This review was last updated in October 2020.
Any chef will tell you how invaluable a cast iron skillet is for the perfect finish on steaks, but there’s a host of other dishes that cook like a dream in a well-seasoned, heavy pan.
Skillets take a bit of love and attention, however, in order to improve with age. All our final selection came pre-seasoned, but ensuring you add further oil before storing will help in building up a shiny patina that will make your pan non-stick and add to the flavour of dishes, all without the use of artificial or chemical additives.
Coat brand-new pans lightly in flax or vegetable oil before placing in a hot oven for an hour to seal a new surface, if needed.
Once used, hand wash in warm water – skip the washing-up liquid and use a bristled brush – ensuring the pan has cooled down thoroughly after cooking.
Plunging a hot pan into water is a bad idea as the cast iron can warp or damage it. Dropping it could see it crack or break, so handle with care, especially when hot.
Rust is the enemy, but this is simple to prevent once you get into skillet-saving habits. You won’t be able to put them in the dishwasher or bung them back in a cupboard, damp from the draining board. Any rust spots that do appear can be rubbed away with fine-grade sandpaper before cleaning.
When cooking with acidic foods, such as citrus fruits or vinegars, give your skillet a further protective seasoning by wiping with some oil on kitchen paper to make a light coating that will help protect it from damaging chemical reactions.
We were looking for pans that were easy to move around – they can get heavy – and that had superior heat distribution without hot spots. Were they pre-seasoned well and easy to cook with straight from the off? Did they retain heat if taken straight to the table for serving?
Our finalists made the grade, with some superior pans making us swear to never cook a steak any other way – crisp fat and a golden crust gave way to the perfect, moist centre that can only be rivalled by barbecuing.
As with most kitchen kit, the big-price tickets won the day here, but there are some bargain buys perfect for starting your journey into cast-iron cooking. We say choose your pan wisely and invest if you can. This is one piece of equipment, like cooks themselves, that is only going to get better with age.
A note on cast iron pan safety
Unlike traditional frying pans that usually have handles coated with a heat resistant material like plastic or rubber, these skillets heat in their entirety; handles can heat as thoroughly as the pans themselves. Always have a thick cloth, oven glove or silicon sleeve to hand before moving them while hot.
The best cast iron skillets to buy
Netherton Foundry 12-inch Prospector pan
Best overall skillet pan
Made in Shropshire and beloved of the cooking elite (it features on the cover of Diana Henry’s From The Oven To The Table), we can see why the Prospector pan is such a staple for serious cooks.

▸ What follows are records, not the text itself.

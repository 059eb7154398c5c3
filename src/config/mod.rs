pub mod chunksys;
pub mod core;
pub mod worldgen;

pub use self::chunksys::ChunkSysConfig;
pub use self::core::{default_save_dir, EngineConfig};
pub use self::worldgen::WorldGenConfig;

Not only is it incredibly well made and tough, it’s also so much lighter than many of the traditional skillets we tested.
The difference here is that the iron is spun rather than cast, before being coated with organic flax oil.

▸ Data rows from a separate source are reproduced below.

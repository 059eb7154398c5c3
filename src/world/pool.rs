use crate::utils::error::WorldError;
use crate::world::chunk::Chunk;
use crate::world::chunk_coord::ChunkPosition;
use crate::world::generator::TerrainGenerator;
use crate::world::light::LightEngine;
use crossbeam_channel::{unbounded, Receiver, Sender};
use log::{debug, trace, warn};
use parking_lot::{Condvar, Mutex, RwLock};
use rayon::{ThreadPool, ThreadPoolBuilder};
use std::collections::HashMap;
use std::path::PathBuf;
use std::sync::Arc;

pub type SharedChunk = Arc<RwLock<Chunk>>;

/// Where a produced chunk came from.
#[derive(Debug, Clone, Copy, PartialEq, Eq)]
pub enum ChunkSource {
    Generated,
    Loaded,
    /// A save file existed but could not be read.
    Regenerated,
}

#[derive(Debug, Clone, Copy, PartialEq, Eq)]
pub struct ChunkEvent {
    pub position: ChunkPosition,
    pub source: ChunkSource,
}

/// Loads a chunk from disk or generates and lights a fresh one.
pub struct ChunkProducer {
    terrain: Arc<TerrainGenerator>,
    light: LightEngine,
    save_dir: PathBuf,
}

impl ChunkProducer {
    pub fn new(terrain: Arc<TerrainGenerator>, light: LightEngine, save_dir: PathBuf) -> Self {
        Self {
            terrain,
            light,
            save_dir,
        }
    }

    pub fn terrain(&self) -> &Arc<TerrainGenerator> {
        &self.terrain
    }

    pub fn produce(&self, position: ChunkPosition) -> (Chunk, ChunkSource) {
        let path = position.to_path(&self.save_dir);
        if path.exists() {
            match Chunk::load(position, &path) {
                Ok(chunk) => return (chunk, ChunkSource::Loaded),
                Err(e) => {
                    warn!("Failed to load chunk {} from {:?}, regenerating: {}", position, path, e);
                    return (self.generate(position), ChunkSource::Regenerated);
                }
            }
        }
        (self.generate(position), ChunkSource::Generated)
    }

    fn generate(&self, position: ChunkPosition) -> Chunk {
        let mut chunk = self.terrain.generate_chunk(position);
        self.light.update_chunk(&mut chunk);
        chunk
    }
}

enum Slot {
    Pending,
    Ready(SharedChunk),
}

enum Lookup {
    Ready(SharedChunk),
    Pending,
    Absent,
}

/// Chunk slots plus a condvar signalled whenever a pending slot resolves.
#[derive(Default)]
struct ChunkMap {
    slots: Mutex<HashMap<ChunkPosition, Slot>>,
    resolved: Condvar,
}

impl ChunkMap {
    fn lookup(slots: &HashMap<ChunkPosition, Slot>, position: &ChunkPosition) -> Lookup {
        match slots.get(position) {
            Some(Slot::Ready(chunk)) => Lookup::Ready(chunk.clone()),
            Some(Slot::Pending) => Lookup::Pending,
            None => Lookup::Absent,
        }
    }

    /// Resolves a pending slot and runs `on_ready` before waiters wake. A slot
    /// dropped while pending stays dropped.
    fn publish<F: FnOnce()>(&self, position: ChunkPosition, chunk: Chunk, on_ready: F) {
        let mut slots = self.slots.lock();
        if let Lookup::Pending = Self::lookup(&slots, &position) {
            Self::fill(&mut slots, position, chunk);
            on_ready();
        }
        drop(slots);
        self.resolved.notify_all();
    }

    /// Fills the slot unless it is already ready, even if it was dropped
    /// while this chunk was being produced.
    fn store(&self, position: ChunkPosition, chunk: Chunk) -> SharedChunk {
        let mut slots = self.slots.lock();
        let result = match Self::lookup(&slots, &position) {
            Lookup::Ready(existing) => existing,
            Lookup::Pending | Lookup::Absent => Self::fill(&mut slots, position, chunk),
        };
        drop(slots);
        self.resolved.notify_all();
        result
    }

    fn fill(
        slots: &mut HashMap<ChunkPosition, Slot>,
        position: ChunkPosition,
        chunk: Chunk,
    ) -> SharedChunk {
        let shared = Arc::new(RwLock::new(chunk));
        slots.insert(position, Slot::Ready(shared.clone()));
        shared
    }
}

/// Produces chunks on a worker pool. Every position is produced at most once
/// while it stays in the map; concurrent requests for the same position share
/// the result.
pub struct ChunkLoader {
    pool: ThreadPool,
    producer: Arc<ChunkProducer>,
    map: Arc<ChunkMap>,
    events_tx: Sender<ChunkEvent>,
    events_rx: Receiver<ChunkEvent>,
}

impl ChunkLoader {
    pub fn new(producer: ChunkProducer, worker_threads: usize) -> Result<Self, WorldError> {
        let pool = ThreadPoolBuilder::new()
            .num_threads(worker_threads)
            .thread_name(|i| format!("chunk-worker-{}", i))
            .build()
            .map_err(|e| WorldError::ThreadPool(e.to_string()))?;
        let (events_tx, events_rx) = unbounded();

        Ok(Self {
            pool,
            producer: Arc::new(producer),
            map: Arc::new(ChunkMap::default()),
            events_tx,
            events_rx,
        })
    }

    pub fn producer(&self) -> &ChunkProducer {
        &self.producer
    }

    /// Queues a position for background production. Returns `false` when it
    /// is already loaded or in flight.
    pub fn request(&self, position: ChunkPosition) -> bool {
        {
            let mut slots = self.map.slots.lock();
            if slots.contains_key(&position) {
                return false;
            }
            slots.insert(position, Slot::Pending);
        }

        trace!("Queued chunk {}", position);
        let producer = self.producer.clone();
        let map = self.map.clone();
        let events = self.events_tx.clone();
        self.pool.spawn(move || {
            let (chunk, source) = producer.produce(position);
            map.publish(position, chunk, || {
                // Receiver lives as long as the loader.
                let _ = events.send(ChunkEvent { position, source });
            });
        });
        true
    }

    /// Returns the chunk, producing it on the calling thread if nobody has
    /// started it yet, or waiting for the worker that has.
    pub fn get_or_produce(&self, position: ChunkPosition) -> SharedChunk {
        let mut slots = self.map.slots.lock();
        loop {
            match ChunkMap::lookup(&slots, &position) {
                Lookup::Ready(chunk) => return chunk,
                Lookup::Pending => self.map.resolved.wait(&mut slots),
                Lookup::Absent => break,
            }
        }
        slots.insert(position, Slot::Pending);
        drop(slots);

        let (chunk, source) = self.producer.produce(position);
        debug!("Produced chunk {} inline ({:?})", position, source);
        self.map.store(position, chunk)
    }

    /// Blocks until no request is in flight.
    pub fn wait_idle(&self) {
        let mut slots = self.map.slots.lock();
        while slots.values().any(|slot| matches!(slot, Slot::Pending)) {
            self.map.resolved.wait(&mut slots);
        }
    }

    /// Drains completion events for requests finished since the last call.
    pub fn poll_ready(&self) -> Vec<ChunkEvent> {
        self.events_rx.try_iter().collect()
    }

    pub fn get(&self, position: ChunkPosition) -> Option<SharedChunk> {
        match ChunkMap::lookup(&self.map.slots.lock(), &position) {
            Lookup::Ready(chunk) => Some(chunk),
            _ => None,
        }
    }

    pub fn is_pending(&self, position: ChunkPosition) -> bool {
        matches!(self.map.slots.lock().get(&position), Some(Slot::Pending))
    }

    /// Places a chunk directly, replacing whatever was there.
    pub fn insert(&self, position: ChunkPosition, chunk: Chunk) -> SharedChunk {
        let shared = Arc::new(RwLock::new(chunk));
        self.map
            .slots
            .lock()
            .insert(position, Slot::Ready(shared.clone()));
        self.map.resolved.notify_all();
        shared
    }

    /// Drops a position. A pending request is abandoned and its result
    /// discarded.
    pub fn remove(&self, position: ChunkPosition) -> Option<SharedChunk> {
        let removed = self.map.slots.lock().remove(&position);
        self.map.resolved.notify_all();
        match removed {
            Some(Slot::Ready(chunk)) => Some(chunk),
            _ => None,
        }
    }

    /// Loaded positions in sorted order.
    pub fn positions(&self) -> Vec<ChunkPosition> {
        let mut positions: Vec<_> = self
            .map
            .slots
            .lock()
            .iter()
            .filter(|(_, slot)| matches!(slot, Slot::Ready(_)))
            .map(|(position, _)| *position)
            .collect();
        positions.sort();
        positions
    }

    /// Snapshot of every loaded chunk handle, sorted by position.
    pub fn loaded(&self) -> Vec<(ChunkPosition, SharedChunk)> {
        let mut chunks: Vec<_> = self
            .map
            .slots
            .lock()
            .iter()
            .filter_map(|(position, slot)| match slot {
                Slot::Ready(chunk) => Some((*position, chunk.clone())),
                Slot::Pending => None,
            })
            .collect();
        chunks.sort_by_key(|(position, _)| *position);
        chunks
    }

    pub fn len(&self) -> usize {
        self.map
            .slots
            .lock()
            .values()
            .filter(|slot| matches!(slot, Slot::Ready(_)))
            .count()
    }

    pub fn is_empty(&self) -> bool {
        self.len() == 0
    }

    pub fn pending_count(&self) -> usize {
        self.map
            .slots
            .lock()
            .values()
            .filter(|slot| matches!(slot, Slot::Pending))
            .count()
    }
}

The two-handled Prospector has all the heat distribution qualities we’d look for in a skillet, and the 26cm version we tried from the range was perfect for a one-pan dinner for two, breakfast eggs or a couple of large steaks.
The searing capabilities are superb – our rib-eyes cooked evenly with a crisp crust after we prepared the pan slowly over a low heat and worked it up to searing temperature.
This pan will work hard for you in the kitchen, but also looks great on the table. Our favourite of all the iron skillets we tested, this classic is going to stay firmly in place in our kitchen armoury.
VonShef 3-piece seasoned cast iron skillet set
Best budget skillet pans
We were really impressed by this classic skillet pan set by VonShef. With their high edges, weighty feel and non-stick surface, we felt they were the perfect all-rounder.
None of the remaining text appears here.